Return to Wicker

Steve took Bub to a birthday party today, which gave me an entire Saturday to myself. A luxurious treat for any parent. Wanting to take advantage of gorgeous September weather (when it’s finally pleasant in Chicago), I invited a dear friend to explore Wicker Park with me.

Wicker Park, the place where it all began. Where Steve and I finally committed to becoming adults together. That’s a weird way to put it. What I’m trying to say is that Wicker Park is where Steve and I made some major adult decisions: it’s where we bought out first condo, where we lived when I found out I got my first corporate job, where we lived when we got married, where we lived when we got a puppy together. We spent hours walking the 606 talking about our hopes and dreams. We watched Sunday night football games at the Blue Line, scarfing chicken pot pie and wings. I spent many a lunch perusing the salad bar at Goddess and Grocer. I purchased life-changing secondhand books at Myopic Books. I remember sitting at the window of Stan’s Donuts on a cold winter afternoon, people-watching while dunking my cinnamon roll into a hot cup of coffee. I miss the farmers’ market on Sunday mornings and the chaos of Six Corners.

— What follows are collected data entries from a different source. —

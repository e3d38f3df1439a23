//! The `OutputWriter` trait implemented by all backend writers.

use crate::{OutputResult, TraceSampleRow, WaypointRow};

/// Trait implemented by trace writers.
///
/// Errors surface to the observer, which keeps the first one for
/// [`TraceOutputObserver::take_error`][crate::TraceOutputObserver::take_error].
pub trait OutputWriter {
    /// Write a batch of sampled positions.
    fn write_samples(&mut self, rows: &[TraceSampleRow]) -> OutputResult<()>;

    /// Write a batch of raw waypoints.
    fn write_waypoints(&mut self, rows: &[WaypointRow]) -> OutputResult<()>;

    /// Flush and close all underlying file handles.
    ///
    /// Idempotent: safe to call more than once.
    fn finish(&mut self) -> OutputResult<()>;
}
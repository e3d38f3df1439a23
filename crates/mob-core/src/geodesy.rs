//! Geographic positions on the WGS-84 ellipsoid.
//!
//! Used only by map-anchored scenarios to convert between longitude/latitude
//! and metres; nothing on the synthesis hot path touches it.
//!
//! Geodesics are solved by `geographiclib-rs` (Karney's algorithms), which
//! converge for every pair of points, antipodal ones included, and are
//! accurate to a few nanometres.

use std::fmt;
use std::str::FromStr;
use std::sync::LazyLock;

use geographiclib_rs::{DirectGeodesic, Geodesic, InverseGeodesic};

use crate::{CoreError, CoreResult};

static WGS84: LazyLock<Geodesic> = LazyLock::new(Geodesic::wgs84);

/// A longitude/latitude pair in degrees.
#[derive(Copy, Clone, Debug, PartialEq)]
#[cfg_attr(feature = "serde", derive(serde::Serialize, serde::Deserialize))]
pub struct GeoPosition {
    pub lon: f64,
    pub lat: f64,
}

impl GeoPosition {
    #[inline]
    pub fn new(lon: f64, lat: f64) -> Self {
        Self { lon, lat }
    }

    /// Shortest-path distance along the ellipsoid, in metres.
    pub fn distance_m(self, other: GeoPosition) -> f64 {
        WGS84.inverse(self.lat, self.lon, other.lat, other.lon)
    }

    /// Destination reached by travelling `distance_m` metres from `self`
    /// with initial bearing `bearing_deg` (clockwise from north).
    pub fn shift(self, bearing_deg: f64, distance_m: f64) -> GeoPosition {
        let (lat, lon): (f64, f64) = WGS84.direct(self.lat, self.lon, bearing_deg, distance_m);
        GeoPosition { lon, lat }
    }

    /// The point `fraction` of the way along the geodesic to `other`.
    ///
    /// # Errors
    ///
    /// `Config` if `fraction` is outside `[0, 1]`.
    pub fn phantom_point(self, other: GeoPosition, fraction: f64) -> CoreResult<GeoPosition> {
        if !(0.0..=1.0).contains(&fraction) {
            return Err(CoreError::Config(format!(
                "phantom point fraction {fraction} is outside [0, 1]"
            )));
        }
        let (s12, azi1, _azi2, _a12): (f64, f64, f64, f64) =
            WGS84.inverse(self.lat, self.lon, other.lat, other.lon);
        Ok(self.shift(azi1, s12 * fraction))
    }
}

impl fmt::Display for GeoPosition {
    fn fmt(&self, f: &mut fmt::Formatter<'_>) -> fmt::Result {
        write!(f, "({:.7}, {:.7})", self.lon, self.lat)
    }
}

// ── ISO 6709 ──────────────────────────────────────────────────────────────────

impl FromStr for GeoPosition {
    type Err = CoreError;

    /// Parse the compact ISO 6709 notation: latitude then longitude, each
    /// with a mandatory sign, e.g. `+5012.5-00705/` or `+50.2+007.05`.
    ///
    /// Latitude carries 2 degree digits, longitude 3, each optionally
    /// followed by two minute digits, two second digits, and a decimal
    /// fraction of the last unit given.  A trailing `/` is accepted.
    fn from_str(s: &str) -> CoreResult<Self> {
        let body = s.trim().strip_suffix('/').unwrap_or(s.trim());
        let split = body
            .char_indices()
            .skip(1)
            .find(|&(_, c)| c == '+' || c == '-')
            .map(|(i, _)| i)
            .ok_or_else(|| CoreError::Coordinate(format!("position '{s}' is not parsable as ISO 6709")))?;
        let (lat_part, lon_part) = body.split_at(split);

        let lat = parse_component(lat_part, 2, 90.0)
            .ok_or_else(|| CoreError::Coordinate(format!("'{lat_part}' is not a parsable ISO 6709 latitude")))?;
        let lon = parse_component(lon_part, 3, 180.0)
            .ok_or_else(|| CoreError::Coordinate(format!("'{lon_part}' is not a parsable ISO 6709 longitude")))?;

        Ok(GeoPosition { lon, lat })
    }
}

/// Parse `±D..D[MM[SS]][.fff]` with `deg_digits` degree digits.
fn parse_component(part: &str, deg_digits: usize, max_degrees: f64) -> Option<f64> {
    let (negative, rest) = match part.as_bytes().first()? {
        b'+' => (false, &part[1..]),
        b'-' => (true, &part[1..]),
        _ => return None,
    };
    let (int_part, fraction) = match rest.split_once('.') {
        Some((i, f)) => (i, Some(f)),
        None => (rest, None),
    };
    if !int_part.bytes().all(|b| b.is_ascii_digit()) {
        return None;
    }
    let units = match int_part.len().checked_sub(deg_digits)? {
        0 => 1,
        2 => 2,
        4 => 3,
        _ => return None,
    };

    let degrees: f64 = int_part[..deg_digits].parse().ok()?;
    if degrees > max_degrees {
        return None;
    }
    let mut value = degrees;
    let mut scale = 1.0;
    for k in 1..units {
        let start = deg_digits + 2 * (k - 1);
        let sub: f64 = int_part[start..start + 2].parse().ok()?;
        if sub > 60.0 {
            return None;
        }
        value = value * 60.0 + sub;
        scale *= 60.0;
    }
    if let Some(frac) = fraction {
        if frac.is_empty() || !frac.bytes().all(|b| b.is_ascii_digit()) {
            return None;
        }
        value += format!("0.{frac}").parse::<f64>().ok()?;
    }

    let degrees = value / scale;
    if degrees > max_degrees {
        return None;
    }
    Some(if negative { -degrees } else { degrees })
}
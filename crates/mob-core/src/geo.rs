//! Planar coordinates.
//!
//! Scenario space is a flat rectangle `[0, width] × [0, height]` in metres.
//! `Position` is `f64` throughout: waypoint times accumulate thousands of
//! segment lengths and `f32` drift would break the on-the-wall guarantees of
//! the Random Direction model.

use std::f64::consts::TAU;

/// A point in the simulation area.
#[derive(Copy, Clone, Debug, PartialEq, Default)]
#[cfg_attr(feature = "serde", derive(serde::Serialize, serde::Deserialize))]
pub struct Position {
    pub x: f64,
    pub y: f64,
}

impl Position {
    pub const ORIGIN: Position = Position { x: 0.0, y: 0.0 };

    #[inline]
    pub fn new(x: f64, y: f64) -> Self {
        Self { x, y }
    }

    /// Euclidean distance.
    #[inline]
    pub fn distance(self, other: Position) -> f64 {
        (other.x - self.x).hypot(other.y - self.y)
    }

    /// A point within `max_dist` of `self`.
    ///
    /// `u_dist` and `u_dir` are two independent uniform draws in `[0, 1)`:
    /// the first scales the radius, the second picks the direction.  The
    /// radius is linear in `u_dist`, so samples concentrate near the centre.
    pub fn random_offset(self, max_dist: f64, u_dist: f64, u_dir: f64) -> Position {
        let dist = u_dist * max_dist;
        let dir = u_dir * TAU;
        Position {
            x: self.x + dir.cos() * dist,
            y: self.y + dir.sin() * dist,
        }
    }

    /// Linear blend: `fraction = 0` is `self`, `1` is `other`.
    #[inline]
    pub fn lerp(self, other: Position, fraction: f64) -> Position {
        Position {
            x: self.x + (other.x - self.x) * fraction,
            y: self.y + (other.y - self.y) * fraction,
        }
    }

    /// Offset by `(dx, dy)`.
    #[inline]
    pub fn translate(self, dx: f64, dy: f64) -> Position {
        Position { x: self.x + dx, y: self.y + dy }
    }

    /// Clamp each coordinate into `[0, width] × [0, height]`.
    #[inline]
    pub fn clamp_to(self, width: f64, height: f64) -> Position {
        Position {
            x: self.x.clamp(0.0, width),
            y: self.y.clamp(0.0, height),
        }
    }

    /// `true` if the point lies in the closed rectangle, with slack `eps`.
    #[inline]
    pub fn within(self, width: f64, height: f64, eps: f64) -> bool {
        self.x >= -eps && self.x <= width + eps && self.y >= -eps && self.y <= height + eps
    }
}

impl std::fmt::Display for Position {
    fn fmt(&self, f: &mut std::fmt::Formatter<'_>) -> std::fmt::Result {
        write!(f, "({:.3}, {:.3})", self.x, self.y)
    }
}
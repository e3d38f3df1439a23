//! Core error type.
//!
//! Timeline errors signal a defect in whatever generator produced the
//! waypoints; callers propagate them with `?` and never try to repair the
//! timeline.  Coordinate and configuration errors come from user input.

use thiserror::Error;

#[derive(Debug, Error)]
pub enum CoreError {
    #[error("waypoint time {got} precedes the last waypoint time {last}")]
    NonMonotonicTime { last: f64, got: f64 },

    #[error("waypoint time {0} is not finite")]
    NonFiniteTime(f64),

    #[error("position query on an empty timeline")]
    EmptyTimeline,

    #[error("configuration error: {0}")]
    Config(String),

    #[error("coordinate parse error: {0}")]
    Coordinate(String),
}

impl CoreError {
    /// `true` for errors caused by bad user input rather than a generator
    /// defect.
    pub fn is_config(&self) -> bool {
        matches!(self, CoreError::Config(_) | CoreError::Coordinate(_))
    }
}

/// Shorthand result type for `mob-core`.
pub type CoreResult<T> = Result<T, CoreError>;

What I miss most of all is that chapter in my life when I lived there. Young, full of hope, trying to figure out what being an “adult” means.

Four years later, I’m finally back in my old neighborhood. Thirty-three years old. A mom. And while I’m not sure I’m any closer to figuring out adulthood, I’m absolutely sure that no one else is either.

It was wonderful to be back for an afternoon with great company, a seat right away at Big Star, a stroll down the 606 as the sun set. How strange yet familiar to be back in a place I used to live - as if nothing has changed and yet, everything has.